Collected data:
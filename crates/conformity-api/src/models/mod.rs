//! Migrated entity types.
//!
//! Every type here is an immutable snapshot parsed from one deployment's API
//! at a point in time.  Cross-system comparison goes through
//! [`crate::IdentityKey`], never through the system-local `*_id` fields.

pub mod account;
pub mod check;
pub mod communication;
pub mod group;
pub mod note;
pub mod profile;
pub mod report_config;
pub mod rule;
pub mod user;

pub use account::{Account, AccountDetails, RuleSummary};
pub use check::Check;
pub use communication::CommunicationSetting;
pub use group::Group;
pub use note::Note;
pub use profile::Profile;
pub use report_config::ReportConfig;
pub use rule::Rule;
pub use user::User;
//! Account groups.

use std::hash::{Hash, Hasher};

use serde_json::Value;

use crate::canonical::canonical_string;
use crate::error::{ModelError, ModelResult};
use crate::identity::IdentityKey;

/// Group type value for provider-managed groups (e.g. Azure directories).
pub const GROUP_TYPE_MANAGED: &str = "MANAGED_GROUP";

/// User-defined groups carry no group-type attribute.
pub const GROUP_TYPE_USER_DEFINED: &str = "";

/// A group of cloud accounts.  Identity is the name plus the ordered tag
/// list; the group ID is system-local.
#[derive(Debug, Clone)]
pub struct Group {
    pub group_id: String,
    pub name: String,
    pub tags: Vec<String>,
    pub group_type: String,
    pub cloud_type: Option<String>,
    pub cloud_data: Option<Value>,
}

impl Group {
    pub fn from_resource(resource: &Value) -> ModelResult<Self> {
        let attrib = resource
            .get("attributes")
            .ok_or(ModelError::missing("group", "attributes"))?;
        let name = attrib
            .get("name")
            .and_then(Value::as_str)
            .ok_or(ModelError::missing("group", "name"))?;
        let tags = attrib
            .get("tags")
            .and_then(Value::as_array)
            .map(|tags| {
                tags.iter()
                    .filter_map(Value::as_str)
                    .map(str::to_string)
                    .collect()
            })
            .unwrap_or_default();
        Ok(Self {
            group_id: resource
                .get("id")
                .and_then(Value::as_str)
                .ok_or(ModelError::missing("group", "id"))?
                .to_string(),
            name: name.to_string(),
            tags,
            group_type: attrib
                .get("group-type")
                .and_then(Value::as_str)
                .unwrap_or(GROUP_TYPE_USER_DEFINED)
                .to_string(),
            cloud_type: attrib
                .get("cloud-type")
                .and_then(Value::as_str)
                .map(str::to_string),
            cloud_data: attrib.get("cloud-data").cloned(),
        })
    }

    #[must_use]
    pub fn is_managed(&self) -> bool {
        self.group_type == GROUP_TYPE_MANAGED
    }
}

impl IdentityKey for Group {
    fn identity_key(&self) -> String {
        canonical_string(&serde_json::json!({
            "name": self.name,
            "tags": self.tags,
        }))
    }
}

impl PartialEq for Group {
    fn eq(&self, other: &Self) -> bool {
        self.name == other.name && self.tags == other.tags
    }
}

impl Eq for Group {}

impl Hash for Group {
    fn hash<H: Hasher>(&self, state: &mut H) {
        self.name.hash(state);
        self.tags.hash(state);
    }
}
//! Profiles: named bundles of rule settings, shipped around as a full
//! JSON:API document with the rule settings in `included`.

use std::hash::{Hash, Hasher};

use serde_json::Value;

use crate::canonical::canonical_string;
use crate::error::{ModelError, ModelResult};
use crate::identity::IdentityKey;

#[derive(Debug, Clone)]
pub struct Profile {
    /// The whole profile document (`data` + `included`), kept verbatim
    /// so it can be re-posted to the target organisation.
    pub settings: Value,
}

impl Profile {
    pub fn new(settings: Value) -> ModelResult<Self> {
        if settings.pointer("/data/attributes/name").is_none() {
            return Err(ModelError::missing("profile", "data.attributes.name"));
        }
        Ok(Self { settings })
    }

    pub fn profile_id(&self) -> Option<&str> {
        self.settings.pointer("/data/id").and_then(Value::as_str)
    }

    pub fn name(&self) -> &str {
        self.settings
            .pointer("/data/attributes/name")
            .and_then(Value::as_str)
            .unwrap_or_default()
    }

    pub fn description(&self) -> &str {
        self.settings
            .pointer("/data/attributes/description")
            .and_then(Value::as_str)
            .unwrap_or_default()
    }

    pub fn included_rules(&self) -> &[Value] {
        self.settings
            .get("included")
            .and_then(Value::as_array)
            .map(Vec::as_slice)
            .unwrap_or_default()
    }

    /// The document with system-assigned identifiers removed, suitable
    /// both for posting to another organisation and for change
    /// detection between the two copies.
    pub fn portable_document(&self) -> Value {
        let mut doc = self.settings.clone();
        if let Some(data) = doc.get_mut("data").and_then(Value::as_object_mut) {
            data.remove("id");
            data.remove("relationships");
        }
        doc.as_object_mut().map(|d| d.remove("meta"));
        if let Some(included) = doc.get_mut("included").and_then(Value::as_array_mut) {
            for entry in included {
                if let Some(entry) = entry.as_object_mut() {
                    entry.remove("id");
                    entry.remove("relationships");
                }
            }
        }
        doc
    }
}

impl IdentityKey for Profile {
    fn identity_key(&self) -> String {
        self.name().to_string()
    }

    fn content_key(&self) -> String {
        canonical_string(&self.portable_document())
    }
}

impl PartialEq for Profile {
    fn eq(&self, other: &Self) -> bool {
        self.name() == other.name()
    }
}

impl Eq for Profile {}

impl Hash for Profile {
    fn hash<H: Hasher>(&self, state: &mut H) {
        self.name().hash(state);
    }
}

==

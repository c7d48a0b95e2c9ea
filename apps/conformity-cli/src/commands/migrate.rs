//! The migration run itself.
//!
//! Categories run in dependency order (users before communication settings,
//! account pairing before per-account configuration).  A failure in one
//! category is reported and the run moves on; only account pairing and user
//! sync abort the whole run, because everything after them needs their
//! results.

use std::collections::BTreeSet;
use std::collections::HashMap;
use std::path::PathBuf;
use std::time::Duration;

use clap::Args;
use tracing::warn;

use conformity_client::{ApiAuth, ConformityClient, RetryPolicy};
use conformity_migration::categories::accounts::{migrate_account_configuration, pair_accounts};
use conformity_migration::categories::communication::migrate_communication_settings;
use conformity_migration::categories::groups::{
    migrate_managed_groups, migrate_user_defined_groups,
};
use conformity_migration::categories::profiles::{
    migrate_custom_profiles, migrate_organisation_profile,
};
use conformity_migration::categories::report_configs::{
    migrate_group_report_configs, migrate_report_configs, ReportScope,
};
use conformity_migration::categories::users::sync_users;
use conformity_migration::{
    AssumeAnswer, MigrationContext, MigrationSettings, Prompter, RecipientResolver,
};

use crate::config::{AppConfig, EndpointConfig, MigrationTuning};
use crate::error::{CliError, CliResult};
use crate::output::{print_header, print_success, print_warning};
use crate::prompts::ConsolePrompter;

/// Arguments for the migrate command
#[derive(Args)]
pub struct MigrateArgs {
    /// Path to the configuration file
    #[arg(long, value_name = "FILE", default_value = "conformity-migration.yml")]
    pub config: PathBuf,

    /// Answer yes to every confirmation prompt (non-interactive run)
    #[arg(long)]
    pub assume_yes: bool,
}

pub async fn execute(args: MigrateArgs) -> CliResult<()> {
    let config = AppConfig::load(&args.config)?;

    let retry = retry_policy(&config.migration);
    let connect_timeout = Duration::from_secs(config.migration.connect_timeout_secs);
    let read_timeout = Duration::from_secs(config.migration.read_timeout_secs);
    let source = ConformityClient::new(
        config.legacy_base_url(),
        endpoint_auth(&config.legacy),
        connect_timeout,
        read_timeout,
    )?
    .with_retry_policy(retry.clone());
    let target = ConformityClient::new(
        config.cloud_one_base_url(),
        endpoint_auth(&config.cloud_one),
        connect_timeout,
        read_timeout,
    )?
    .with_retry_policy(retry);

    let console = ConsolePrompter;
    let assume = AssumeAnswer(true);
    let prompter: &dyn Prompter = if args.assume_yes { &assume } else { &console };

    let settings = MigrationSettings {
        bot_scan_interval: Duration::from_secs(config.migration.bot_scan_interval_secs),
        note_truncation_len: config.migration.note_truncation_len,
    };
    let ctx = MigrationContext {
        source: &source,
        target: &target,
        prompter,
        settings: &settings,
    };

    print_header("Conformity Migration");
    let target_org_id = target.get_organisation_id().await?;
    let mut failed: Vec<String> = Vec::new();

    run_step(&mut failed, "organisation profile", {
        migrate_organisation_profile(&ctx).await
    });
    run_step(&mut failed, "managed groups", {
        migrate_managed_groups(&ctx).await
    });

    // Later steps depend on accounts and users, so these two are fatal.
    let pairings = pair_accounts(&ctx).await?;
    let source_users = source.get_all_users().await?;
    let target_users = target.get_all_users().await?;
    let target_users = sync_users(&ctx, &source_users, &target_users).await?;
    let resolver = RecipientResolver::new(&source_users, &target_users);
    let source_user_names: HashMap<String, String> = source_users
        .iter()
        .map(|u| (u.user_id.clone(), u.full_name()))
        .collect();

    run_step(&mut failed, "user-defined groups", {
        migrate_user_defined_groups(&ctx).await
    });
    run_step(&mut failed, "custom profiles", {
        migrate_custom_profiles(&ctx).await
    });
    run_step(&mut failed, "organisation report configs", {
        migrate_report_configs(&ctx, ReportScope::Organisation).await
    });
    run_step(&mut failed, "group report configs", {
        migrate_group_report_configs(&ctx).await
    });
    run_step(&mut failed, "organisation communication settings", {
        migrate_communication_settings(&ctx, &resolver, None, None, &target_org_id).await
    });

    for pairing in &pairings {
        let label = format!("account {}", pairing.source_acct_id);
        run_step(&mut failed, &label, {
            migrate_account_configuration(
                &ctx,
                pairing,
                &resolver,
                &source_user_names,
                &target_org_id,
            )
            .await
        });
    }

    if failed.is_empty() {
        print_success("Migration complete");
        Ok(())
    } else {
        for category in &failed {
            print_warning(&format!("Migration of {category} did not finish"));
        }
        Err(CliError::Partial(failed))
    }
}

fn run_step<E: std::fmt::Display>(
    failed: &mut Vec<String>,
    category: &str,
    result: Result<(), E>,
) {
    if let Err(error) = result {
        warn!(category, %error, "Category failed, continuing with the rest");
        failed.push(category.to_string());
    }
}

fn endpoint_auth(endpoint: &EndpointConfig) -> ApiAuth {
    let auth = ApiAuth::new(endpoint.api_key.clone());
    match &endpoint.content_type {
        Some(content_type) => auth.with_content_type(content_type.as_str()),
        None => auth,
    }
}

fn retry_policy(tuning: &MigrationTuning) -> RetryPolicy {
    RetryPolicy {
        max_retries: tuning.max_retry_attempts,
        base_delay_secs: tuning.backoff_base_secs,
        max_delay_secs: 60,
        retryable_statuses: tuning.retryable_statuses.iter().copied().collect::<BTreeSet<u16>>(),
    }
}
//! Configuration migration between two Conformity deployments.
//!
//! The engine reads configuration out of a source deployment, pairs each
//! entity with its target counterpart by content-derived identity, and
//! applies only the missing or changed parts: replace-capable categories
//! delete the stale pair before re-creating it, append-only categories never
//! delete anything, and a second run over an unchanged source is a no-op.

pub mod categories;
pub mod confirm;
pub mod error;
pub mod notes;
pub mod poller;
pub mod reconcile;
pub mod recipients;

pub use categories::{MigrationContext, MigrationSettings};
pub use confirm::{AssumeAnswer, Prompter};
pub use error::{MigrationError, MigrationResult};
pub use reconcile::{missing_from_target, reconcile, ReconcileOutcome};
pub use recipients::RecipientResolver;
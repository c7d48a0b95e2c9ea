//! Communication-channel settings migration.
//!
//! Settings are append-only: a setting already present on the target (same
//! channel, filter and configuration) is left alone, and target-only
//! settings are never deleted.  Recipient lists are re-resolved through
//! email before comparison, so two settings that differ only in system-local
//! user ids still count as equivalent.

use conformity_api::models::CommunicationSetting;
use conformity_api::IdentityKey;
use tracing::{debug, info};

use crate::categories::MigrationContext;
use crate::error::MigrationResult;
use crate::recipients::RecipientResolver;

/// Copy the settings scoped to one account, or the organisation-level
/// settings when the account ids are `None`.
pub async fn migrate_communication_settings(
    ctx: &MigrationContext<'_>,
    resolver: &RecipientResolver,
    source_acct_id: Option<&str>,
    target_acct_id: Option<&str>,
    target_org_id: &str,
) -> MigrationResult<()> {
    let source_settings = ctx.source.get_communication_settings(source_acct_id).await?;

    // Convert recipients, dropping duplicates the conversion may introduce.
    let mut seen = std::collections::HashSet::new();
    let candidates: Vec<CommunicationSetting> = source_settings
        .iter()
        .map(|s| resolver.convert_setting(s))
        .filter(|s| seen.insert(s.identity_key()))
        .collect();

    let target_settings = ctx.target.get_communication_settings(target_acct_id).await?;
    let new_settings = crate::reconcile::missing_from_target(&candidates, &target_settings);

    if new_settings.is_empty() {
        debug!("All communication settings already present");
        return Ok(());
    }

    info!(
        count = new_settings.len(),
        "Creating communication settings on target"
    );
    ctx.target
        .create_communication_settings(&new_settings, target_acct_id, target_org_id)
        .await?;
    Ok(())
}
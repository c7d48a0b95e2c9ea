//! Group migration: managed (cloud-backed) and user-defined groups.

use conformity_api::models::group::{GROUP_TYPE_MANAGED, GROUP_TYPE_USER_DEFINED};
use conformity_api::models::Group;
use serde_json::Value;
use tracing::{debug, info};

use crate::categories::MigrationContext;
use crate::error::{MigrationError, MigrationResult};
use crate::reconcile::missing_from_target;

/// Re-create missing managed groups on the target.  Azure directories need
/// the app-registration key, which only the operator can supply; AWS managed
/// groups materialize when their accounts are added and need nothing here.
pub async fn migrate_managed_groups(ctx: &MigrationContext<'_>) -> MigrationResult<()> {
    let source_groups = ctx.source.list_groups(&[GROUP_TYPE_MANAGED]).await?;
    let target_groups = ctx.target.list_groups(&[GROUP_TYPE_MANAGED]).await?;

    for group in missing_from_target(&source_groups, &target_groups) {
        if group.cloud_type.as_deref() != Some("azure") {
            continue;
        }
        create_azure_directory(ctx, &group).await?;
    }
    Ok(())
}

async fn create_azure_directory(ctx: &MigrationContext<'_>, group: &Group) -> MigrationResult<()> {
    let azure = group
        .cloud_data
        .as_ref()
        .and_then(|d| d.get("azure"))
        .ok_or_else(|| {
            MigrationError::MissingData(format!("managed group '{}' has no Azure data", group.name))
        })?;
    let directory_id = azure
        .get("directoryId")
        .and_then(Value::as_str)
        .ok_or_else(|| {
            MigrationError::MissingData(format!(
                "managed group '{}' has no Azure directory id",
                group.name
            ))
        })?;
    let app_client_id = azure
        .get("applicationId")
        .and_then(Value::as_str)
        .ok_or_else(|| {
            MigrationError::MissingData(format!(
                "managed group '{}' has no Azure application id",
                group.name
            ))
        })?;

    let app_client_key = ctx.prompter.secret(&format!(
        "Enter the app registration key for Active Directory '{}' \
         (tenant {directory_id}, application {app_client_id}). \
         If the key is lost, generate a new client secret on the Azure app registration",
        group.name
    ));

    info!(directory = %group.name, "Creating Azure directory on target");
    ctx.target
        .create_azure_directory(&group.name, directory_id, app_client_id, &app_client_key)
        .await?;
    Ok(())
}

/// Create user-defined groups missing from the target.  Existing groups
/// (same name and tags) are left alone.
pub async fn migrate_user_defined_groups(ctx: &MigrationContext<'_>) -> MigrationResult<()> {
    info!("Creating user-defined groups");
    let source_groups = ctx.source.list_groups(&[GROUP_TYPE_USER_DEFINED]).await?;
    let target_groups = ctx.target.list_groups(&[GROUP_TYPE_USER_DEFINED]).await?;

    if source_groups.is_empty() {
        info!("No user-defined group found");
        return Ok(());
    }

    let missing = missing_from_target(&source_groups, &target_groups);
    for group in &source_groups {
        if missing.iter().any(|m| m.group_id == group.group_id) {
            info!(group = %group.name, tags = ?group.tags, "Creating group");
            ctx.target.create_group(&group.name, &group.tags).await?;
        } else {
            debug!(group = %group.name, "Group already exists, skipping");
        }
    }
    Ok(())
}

* * *

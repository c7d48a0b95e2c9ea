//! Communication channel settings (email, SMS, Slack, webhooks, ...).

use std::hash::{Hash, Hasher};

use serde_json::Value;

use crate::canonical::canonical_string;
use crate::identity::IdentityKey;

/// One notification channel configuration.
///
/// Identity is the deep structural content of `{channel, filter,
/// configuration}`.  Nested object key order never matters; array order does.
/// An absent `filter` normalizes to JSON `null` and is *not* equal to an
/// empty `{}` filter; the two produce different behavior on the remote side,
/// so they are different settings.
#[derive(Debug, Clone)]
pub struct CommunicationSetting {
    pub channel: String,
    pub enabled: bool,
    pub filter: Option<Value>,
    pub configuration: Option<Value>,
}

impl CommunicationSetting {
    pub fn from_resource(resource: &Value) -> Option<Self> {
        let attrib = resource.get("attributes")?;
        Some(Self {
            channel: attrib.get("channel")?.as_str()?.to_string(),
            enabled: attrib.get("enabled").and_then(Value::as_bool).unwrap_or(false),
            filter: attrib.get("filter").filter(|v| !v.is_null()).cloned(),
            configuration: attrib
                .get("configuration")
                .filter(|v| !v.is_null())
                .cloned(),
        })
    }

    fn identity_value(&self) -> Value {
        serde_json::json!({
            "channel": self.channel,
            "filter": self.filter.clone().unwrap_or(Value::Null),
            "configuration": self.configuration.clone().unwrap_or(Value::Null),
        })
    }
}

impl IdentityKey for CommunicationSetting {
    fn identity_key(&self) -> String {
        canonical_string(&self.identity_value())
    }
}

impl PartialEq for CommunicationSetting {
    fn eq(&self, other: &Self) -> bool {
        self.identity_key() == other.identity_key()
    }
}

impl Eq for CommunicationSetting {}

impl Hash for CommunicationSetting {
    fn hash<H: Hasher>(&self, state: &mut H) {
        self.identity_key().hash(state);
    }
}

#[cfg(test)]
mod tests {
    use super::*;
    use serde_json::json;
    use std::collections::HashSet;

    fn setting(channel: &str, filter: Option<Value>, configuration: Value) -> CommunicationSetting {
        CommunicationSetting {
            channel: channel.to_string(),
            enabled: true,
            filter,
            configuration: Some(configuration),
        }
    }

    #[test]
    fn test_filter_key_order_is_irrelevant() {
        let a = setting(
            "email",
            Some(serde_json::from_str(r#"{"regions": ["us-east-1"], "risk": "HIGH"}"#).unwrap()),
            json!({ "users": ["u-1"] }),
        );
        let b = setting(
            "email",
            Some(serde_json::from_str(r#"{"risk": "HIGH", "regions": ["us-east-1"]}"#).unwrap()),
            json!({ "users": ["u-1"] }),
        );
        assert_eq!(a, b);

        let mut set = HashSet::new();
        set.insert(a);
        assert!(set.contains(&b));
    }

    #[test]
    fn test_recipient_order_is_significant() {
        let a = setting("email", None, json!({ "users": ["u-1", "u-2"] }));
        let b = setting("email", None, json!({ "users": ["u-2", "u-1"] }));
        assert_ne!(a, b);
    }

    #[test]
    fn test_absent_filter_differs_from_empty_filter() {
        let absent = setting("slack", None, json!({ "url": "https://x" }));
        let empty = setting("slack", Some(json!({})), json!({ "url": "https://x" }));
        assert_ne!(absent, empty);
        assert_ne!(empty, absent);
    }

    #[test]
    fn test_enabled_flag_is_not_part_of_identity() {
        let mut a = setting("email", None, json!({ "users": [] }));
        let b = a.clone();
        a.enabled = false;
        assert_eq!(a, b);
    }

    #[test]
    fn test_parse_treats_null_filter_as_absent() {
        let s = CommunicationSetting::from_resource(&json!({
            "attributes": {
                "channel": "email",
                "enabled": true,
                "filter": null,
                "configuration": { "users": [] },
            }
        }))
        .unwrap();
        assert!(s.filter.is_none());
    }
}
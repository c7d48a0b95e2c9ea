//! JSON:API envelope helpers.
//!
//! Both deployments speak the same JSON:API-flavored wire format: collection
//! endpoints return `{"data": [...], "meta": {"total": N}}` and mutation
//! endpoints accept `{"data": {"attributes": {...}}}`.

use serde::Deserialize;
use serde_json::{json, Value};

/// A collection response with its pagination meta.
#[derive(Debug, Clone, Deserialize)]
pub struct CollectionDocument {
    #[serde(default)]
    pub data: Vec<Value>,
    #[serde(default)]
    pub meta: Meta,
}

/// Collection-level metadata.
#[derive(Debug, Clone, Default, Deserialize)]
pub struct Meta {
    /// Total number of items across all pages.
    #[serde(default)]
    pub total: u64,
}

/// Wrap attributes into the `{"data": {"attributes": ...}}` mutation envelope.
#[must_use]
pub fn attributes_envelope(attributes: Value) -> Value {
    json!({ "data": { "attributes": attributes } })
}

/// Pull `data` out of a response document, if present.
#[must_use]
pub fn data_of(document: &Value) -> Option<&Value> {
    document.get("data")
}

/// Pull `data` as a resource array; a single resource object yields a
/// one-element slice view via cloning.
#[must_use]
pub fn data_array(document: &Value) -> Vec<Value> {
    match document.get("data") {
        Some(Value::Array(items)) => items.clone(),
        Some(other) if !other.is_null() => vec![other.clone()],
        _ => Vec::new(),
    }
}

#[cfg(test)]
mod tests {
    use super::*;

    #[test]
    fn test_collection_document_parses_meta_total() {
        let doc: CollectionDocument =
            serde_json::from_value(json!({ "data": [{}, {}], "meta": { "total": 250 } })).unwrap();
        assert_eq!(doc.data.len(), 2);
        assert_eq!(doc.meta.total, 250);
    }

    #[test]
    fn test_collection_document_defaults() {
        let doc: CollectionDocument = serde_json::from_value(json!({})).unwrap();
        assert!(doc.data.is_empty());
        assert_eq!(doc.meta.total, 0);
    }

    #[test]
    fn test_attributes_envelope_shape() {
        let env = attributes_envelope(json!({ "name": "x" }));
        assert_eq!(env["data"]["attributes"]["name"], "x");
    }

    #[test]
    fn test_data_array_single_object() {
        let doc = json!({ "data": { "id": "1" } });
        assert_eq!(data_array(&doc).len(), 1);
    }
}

What to produce: Repeat, exactly as they stand above, the lines from the line with "filename crates/conformity-api/src/models/mod.rs" to the line with "comparison goes through", both lines included.

Exercise response:
filename crates/conformity-api/src/models/mod.rs
//! Migrated entity types.
//!
//! Every type here is an immutable snapshot parsed from one deployment's API
//! at a point in time.  Cross-system comparison goes through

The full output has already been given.